§ **YOUR INSTRUCTIONS**: Leave out every line before the one that contains "return None;". Please restate that line and the rest of the data word for word, through the end.

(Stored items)

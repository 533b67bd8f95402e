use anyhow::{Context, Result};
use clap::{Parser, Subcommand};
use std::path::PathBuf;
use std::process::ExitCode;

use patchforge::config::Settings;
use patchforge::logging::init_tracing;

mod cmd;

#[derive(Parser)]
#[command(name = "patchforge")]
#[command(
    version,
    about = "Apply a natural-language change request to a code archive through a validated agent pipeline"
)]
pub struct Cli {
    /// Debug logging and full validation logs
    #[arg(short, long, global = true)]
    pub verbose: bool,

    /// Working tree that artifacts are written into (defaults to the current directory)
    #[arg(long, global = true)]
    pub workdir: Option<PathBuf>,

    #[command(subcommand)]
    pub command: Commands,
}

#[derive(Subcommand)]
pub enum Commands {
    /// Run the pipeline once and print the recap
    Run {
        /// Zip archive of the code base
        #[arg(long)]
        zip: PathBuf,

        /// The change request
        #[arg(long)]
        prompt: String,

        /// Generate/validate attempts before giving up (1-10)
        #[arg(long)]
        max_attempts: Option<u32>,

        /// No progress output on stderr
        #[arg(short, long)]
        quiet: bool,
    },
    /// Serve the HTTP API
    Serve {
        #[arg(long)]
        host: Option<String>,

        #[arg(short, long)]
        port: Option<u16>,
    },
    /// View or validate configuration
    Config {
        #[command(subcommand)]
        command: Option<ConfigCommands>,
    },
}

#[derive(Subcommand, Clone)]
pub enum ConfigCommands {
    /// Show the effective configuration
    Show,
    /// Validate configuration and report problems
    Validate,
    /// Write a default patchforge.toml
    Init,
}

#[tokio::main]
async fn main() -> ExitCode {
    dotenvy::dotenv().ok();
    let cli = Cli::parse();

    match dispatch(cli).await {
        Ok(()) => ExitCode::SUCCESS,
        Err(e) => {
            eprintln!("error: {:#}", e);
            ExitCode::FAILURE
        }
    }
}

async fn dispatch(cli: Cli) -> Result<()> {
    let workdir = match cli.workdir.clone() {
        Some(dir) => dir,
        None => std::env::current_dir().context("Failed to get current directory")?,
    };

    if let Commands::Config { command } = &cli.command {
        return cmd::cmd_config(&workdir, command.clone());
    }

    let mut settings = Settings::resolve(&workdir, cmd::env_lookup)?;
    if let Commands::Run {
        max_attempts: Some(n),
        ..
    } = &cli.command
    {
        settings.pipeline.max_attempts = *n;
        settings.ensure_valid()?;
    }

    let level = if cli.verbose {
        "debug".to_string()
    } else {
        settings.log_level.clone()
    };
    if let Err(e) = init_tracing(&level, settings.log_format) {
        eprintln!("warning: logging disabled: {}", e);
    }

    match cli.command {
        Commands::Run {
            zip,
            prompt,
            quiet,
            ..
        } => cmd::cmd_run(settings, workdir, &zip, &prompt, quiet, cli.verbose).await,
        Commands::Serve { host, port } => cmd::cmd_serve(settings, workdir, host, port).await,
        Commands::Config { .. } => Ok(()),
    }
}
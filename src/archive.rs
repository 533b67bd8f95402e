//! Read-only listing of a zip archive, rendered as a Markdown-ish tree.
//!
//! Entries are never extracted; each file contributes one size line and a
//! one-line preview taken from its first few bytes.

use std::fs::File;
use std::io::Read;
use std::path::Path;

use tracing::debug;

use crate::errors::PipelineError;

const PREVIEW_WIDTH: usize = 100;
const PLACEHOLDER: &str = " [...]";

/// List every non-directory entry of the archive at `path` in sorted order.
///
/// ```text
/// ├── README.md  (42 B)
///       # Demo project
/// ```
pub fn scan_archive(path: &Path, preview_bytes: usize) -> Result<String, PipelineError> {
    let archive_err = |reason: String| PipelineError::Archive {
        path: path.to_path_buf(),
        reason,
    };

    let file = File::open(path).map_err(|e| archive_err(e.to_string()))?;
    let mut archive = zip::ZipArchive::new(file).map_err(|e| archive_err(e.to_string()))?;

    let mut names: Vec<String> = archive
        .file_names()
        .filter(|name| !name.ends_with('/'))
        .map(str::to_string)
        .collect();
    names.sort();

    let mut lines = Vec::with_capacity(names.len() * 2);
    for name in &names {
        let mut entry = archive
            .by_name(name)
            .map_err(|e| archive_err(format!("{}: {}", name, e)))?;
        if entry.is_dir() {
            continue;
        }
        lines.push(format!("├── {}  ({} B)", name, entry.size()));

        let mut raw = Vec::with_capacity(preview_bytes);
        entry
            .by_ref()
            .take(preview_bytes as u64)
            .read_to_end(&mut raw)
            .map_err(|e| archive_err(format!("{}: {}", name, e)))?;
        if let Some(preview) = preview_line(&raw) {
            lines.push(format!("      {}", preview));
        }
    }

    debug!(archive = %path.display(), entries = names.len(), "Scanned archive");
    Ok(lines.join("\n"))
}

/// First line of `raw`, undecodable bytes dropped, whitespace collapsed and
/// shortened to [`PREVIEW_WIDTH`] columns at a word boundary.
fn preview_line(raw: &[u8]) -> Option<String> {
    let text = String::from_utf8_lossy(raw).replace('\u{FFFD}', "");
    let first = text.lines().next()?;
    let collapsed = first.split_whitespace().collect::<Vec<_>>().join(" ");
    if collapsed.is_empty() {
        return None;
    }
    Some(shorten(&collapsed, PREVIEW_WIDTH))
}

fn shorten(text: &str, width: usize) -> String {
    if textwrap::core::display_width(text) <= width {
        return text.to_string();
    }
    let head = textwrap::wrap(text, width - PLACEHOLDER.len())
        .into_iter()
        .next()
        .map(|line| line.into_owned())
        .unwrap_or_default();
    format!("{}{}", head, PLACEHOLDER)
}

§ **YOUR SOLUTION**:
        return None;
    }
    Some(shorten(&collapsed, PREVIEW_WIDTH))
}

fn shorten(text: &str, width: usize) -> String {
    if textwrap::core::display_width(text) <= width {
        return text.to_string();
    }
    let head = textwrap::wrap(text, width - PLACEHOLDER.len())
        .into_iter()
        .next()
        .map(|line| line.into_owned())
        .unwrap_or_default();
    format!("{}{}", head, PLACEHOLDER)
}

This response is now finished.